In the changing room, I meet Emerson Fittipaldi who is wearing what can only be described as tatty Y-fronts. This is not ideal-unless your hero is an attractive heroine, it is never good to meet them in their pants. "It is so wet out there," he muses. "And my car [a Penske IndyCar from '94] is still geared for the Indy 500-I can't get out of first." Moments later "Emmo," F1 World Champion in '72 and '74, slides into a set of Marlboro-liveried overalls and order is restored. The Emperor has rediscovered his clothes.
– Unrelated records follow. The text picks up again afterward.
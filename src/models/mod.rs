pub mod drink;
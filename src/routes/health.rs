use axum::extract::State;
use axum::Json;
use serde::Serialize;
use sqlx::SqlitePool;
use utoipa::ToSchema;

use crate::app::AppState;
use crate::errors::AppResult;

#[derive(Debug, Serialize, ToSchema)]
pub struct HealthResponse {
    /// `ok` when the drinks table is readable, `degraded` otherwise.
    pub status: &'static str,
    pub db_ok: bool,
    /// Number of drinks on the menu.
    pub drinks: Option<i64>,
    /// Version of the latest applied migration.
    pub schema_version: Option<i64>,
    pub db_error: Option<String>,
}

#[utoipa::path(
    get,
    path = "/api/health",
    tag = "Health",
    responses((status = 200, description = "Menu storage status", body = HealthResponse))
)]
pub async fn health(State(state): State<AppState>) -> AppResult<Json<HealthResponse>> {
    match menu_status(&state.pool).await {
        Ok((drinks, schema_version)) => Ok(Json(HealthResponse {
            status: "ok",
            db_ok: true,
            drinks: Some(drinks),
            schema_version,
            db_error: None,
        })),
        Err(err) => {
            tracing::warn!(error = %err, "health check could not read the drinks table");
            Ok(Json(HealthResponse {
                status: "degraded",
                db_ok: false,
                drinks: None,
                schema_version: None,
                db_error: Some(err.to_string()),
            }))
        }
    }
}

async fn menu_status(pool: &SqlitePool) -> Result<(i64, Option<i64>), sqlx::Error> {
    let drinks = sqlx::query_scalar::<_, i64>("SELECT COUNT(*) FROM drinks")
        .fetch_one(pool)
        .await?;
    let schema_version = sqlx::query_scalar::<_, Option<i64>>("SELECT MAX(version) FROM _sqlx_migrations WHERE success = 1")
        .fetch_one(pool)
        .await?;
    Ok((drinks, schema_version))
}
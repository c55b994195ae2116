use axum::extract::rejection::{JsonRejection, PathRejection};
use axum::extract::{Path, State};
use axum::{Extension, Json};
use serde::de::DeserializeOwned;
use serde_json::Value;

use crate::app::AppState;
use crate::auth::Claims;
use crate::db::drinks;
use crate::errors::{AppError, AppResult};
use crate::models::drink::{
    DeleteDrinkResponse, Drink, DrinkCreateRequest, DrinkUpdateRequest, LongDrinksResponse, ShortDrinksResponse,
};

#[utoipa::path(
    get,
    path = "/drinks",
    tag = "Drinks",
    responses((status = 200, description = "Menu with short recipes", body = ShortDrinksResponse))
)]
pub async fn list_drinks(State(state): State<AppState>) -> AppResult<Json<ShortDrinksResponse>> {
    let drinks = drinks::list(&state.pool).await?;

    Ok(Json(ShortDrinksResponse {
        success: true,
        drinks: drinks.iter().map(Drink::short).collect(),
    }))
}

#[utoipa::path(
    get,
    path = "/drinks-detail",
    tag = "Drinks",
    security(("bearerAuth" = ["get:drinks-detail"])),
    responses(
        (status = 200, description = "Menu with full recipes", body = LongDrinksResponse),
        (status = 401, description = "Invalid or expired token"),
        (status = 403, description = "Missing get:drinks-detail")
    )
)]
pub async fn list_drinks_detail(State(state): State<AppState>) -> AppResult<Json<LongDrinksResponse>> {
    let drinks = drinks::list(&state.pool).await?;

    Ok(Json(LongDrinksResponse {
        success: true,
        drinks: drinks.iter().map(Drink::long).collect(),
    }))
}

#[utoipa::path(
    post,
    path = "/drinks",
    tag = "Drinks",
    security(("bearerAuth" = ["post:drinks"])),
    request_body = DrinkCreateRequest,
    responses(
        (status = 200, description = "Drink created", body = LongDrinksResponse),
        (status = 422, description = "Title or recipe missing"),
        (status = 500, description = "Storage rejected the drink, e.g. duplicate title")
    )
)]
pub async fn create_drink(
    State(state): State<AppState>,
    Extension(claims): Extension<Claims>,
    body: Result<Json<Value>, JsonRejection>,
) -> AppResult<Json<LongDrinksResponse>> {
    let payload: DrinkCreateRequest = parse_body(body)?;
    let new_drink = payload.validate()?;

    let drink = drinks::insert(&state.pool, &new_drink).await?;
    tracing::info!(drink_id = drink.id, title = %drink.title, subject = %claims.subject(), "drink created");

    Ok(Json(LongDrinksResponse {
        success: true,
        drinks: vec![drink.long()],
    }))
}

#[utoipa::path(
    patch,
    path = "/drinks/{id}",
    tag = "Drinks",
    security(("bearerAuth" = ["patch:drinks"])),
    params(("id" = i64, Path, description = "Drink id")),
    request_body = DrinkUpdateRequest,
    responses(
        (status = 200, description = "Drink updated", body = LongDrinksResponse),
        (status = 400, description = "Id missing or not a positive integer"),
        (status = 404, description = "Drink not found")
    )
)]
pub async fn update_drink(
    State(state): State<AppState>,
    Extension(claims): Extension<Claims>,
    id: Result<Path<String>, PathRejection>,
    body: Result<Json<Value>, JsonRejection>,
) -> AppResult<Json<LongDrinksResponse>> {
    let id = parse_id(id)?;
    let payload: DrinkUpdateRequest = parse_body(body)?;

    let mut drink = fetch_drink(&state, id).await?;
    payload.apply_to(&mut drink)?;

    drinks::update(&state.pool, &drink).await?;
    tracing::info!(drink_id = drink.id, subject = %claims.subject(), "drink updated");

    Ok(Json(LongDrinksResponse {
        success: true,
        drinks: vec![drink.long()],
    }))
}

#[utoipa::path(
    delete,
    path = "/drinks/{id}",
    tag = "Drinks",
    security(("bearerAuth" = ["delete:drinks"])),
    params(("id" = i64, Path, description = "Drink id")),
    responses(
        (status = 200, description = "Drink deleted", body = DeleteDrinkResponse),
        (status = 400, description = "Id missing or not a positive integer"),
        (status = 404, description = "Drink not found")
    )
)]
pub async fn delete_drink(
    State(state): State<AppState>,
    Extension(claims): Extension<Claims>,
    id: Result<Path<String>, PathRejection>,
) -> AppResult<Json<DeleteDrinkResponse>> {
    let id = parse_id(id)?;
    let drink = fetch_drink(&state, id).await?;

    drinks::delete(&state.pool, &drink).await?;
    tracing::info!(drink_id = drink.id, subject = %claims.subject(), "drink deleted");

    Ok(Json(DeleteDrinkResponse {
        success: true,
        delete: drink.id,
    }))
}

/// `PATCH /drinks` and `DELETE /drinks` without an id segment.
pub async fn missing_id() -> AppError {
    AppError::bad_request("drink id is required")
}

async fn fetch_drink(state: &AppState, id: i64) -> AppResult<Drink> {
    drinks::get(&state.pool, id)
        .await?
        .ok_or_else(|| AppError::not_found(format!("drink {id}")))
}

/// Storage assigns ids from 1, so anything else cannot name a drink.
fn parse_id(id: Result<Path<String>, PathRejection>) -> AppResult<i64> {
    let Path(raw) = id.map_err(|rejection| AppError::bad_request(rejection.body_text()))?;
    match raw.parse::<i64>() {
        Ok(id) if id > 0 => Ok(id),
        _ => Err(AppError::bad_request(format!("invalid drink id: {raw}"))),
    }
}

fn parse_body<T: DeserializeOwned>(body: Result<Json<Value>, JsonRejection>) -> AppResult<T> {
    let Json(value) = body.map_err(|rejection| AppError::bad_request(rejection.body_text()))?;
    if !value.is_object() {
        return Err(AppError::bad_request("request body must be a JSON object"));
    }

    serde_path_to_error::deserialize(value)
        .map_err(|err| AppError::unprocessable(format!("{}: {}", err.path(), err.inner())))
}

#[cfg(test)]
mod tests {
    use super::*;

    #[test]
    fn ids_must_be_positive_integers() {
        assert_eq!(parse_id(Ok(Path("12".to_string()))).unwrap(), 12);
        for raw in ["0", "-3", "abc", ""] {
            assert!(
                matches!(parse_id(Ok(Path(raw.to_string()))), Err(AppError::BadRequest(_))),
                "{raw}"
            );
        }
    }

    #[test]
    fn body_must_be_an_object() {
        let err = parse_body::<DrinkUpdateRequest>(Ok(Json(serde_json::json!([1, 2])))).unwrap_err();
        assert!(matches!(err, AppError::BadRequest(_)));

        let err = parse_body::<DrinkUpdateRequest>(Ok(Json(serde_json::json!({"title": 5})))).unwrap_err();
        assert!(matches!(err, AppError::Unprocessable(_)));
    }
}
It dries out over lunchtime, only to start raining again by the time I begin my second run. I'm feeling more confident now and there are less histrionics. At the top, it's raining more heavily, but this affords me the chance to talk to a solitary figure sitting, sheltered by an umbrella, in the Ferrari 312 T3 in which Gilles Villeneuve won the 1978 Canadian Grand Prix. The overalls are plain and the helmet is bereft of sponsor's logos but its design and the eyes inside are instantly recognizable.

"This is the one and only time I'm going to drive it," says Jacques Villeneuve, who had flown in especially for the event. "It feels incredibly fragile. There's nothing here," he continues, grabbing the side panels. "I guess I'm used to driving safe racing cars." His thoughts are particularly poignant, given his father's tragic fate.

Scenes like this are central to the appeal of the Goodwood Festival of Speed. Some drivers attend for contractual reasons, but many more turn up because it offers them a unique opportunity to catch up with old friends, both human and mechanical. In the same way, the spectators buy tickets because the Festival allows them to relive memories of yesteryear. The view from the driver's enclosure is undoubtedly different to that afforded by the grandstands, but the spirit is just the same.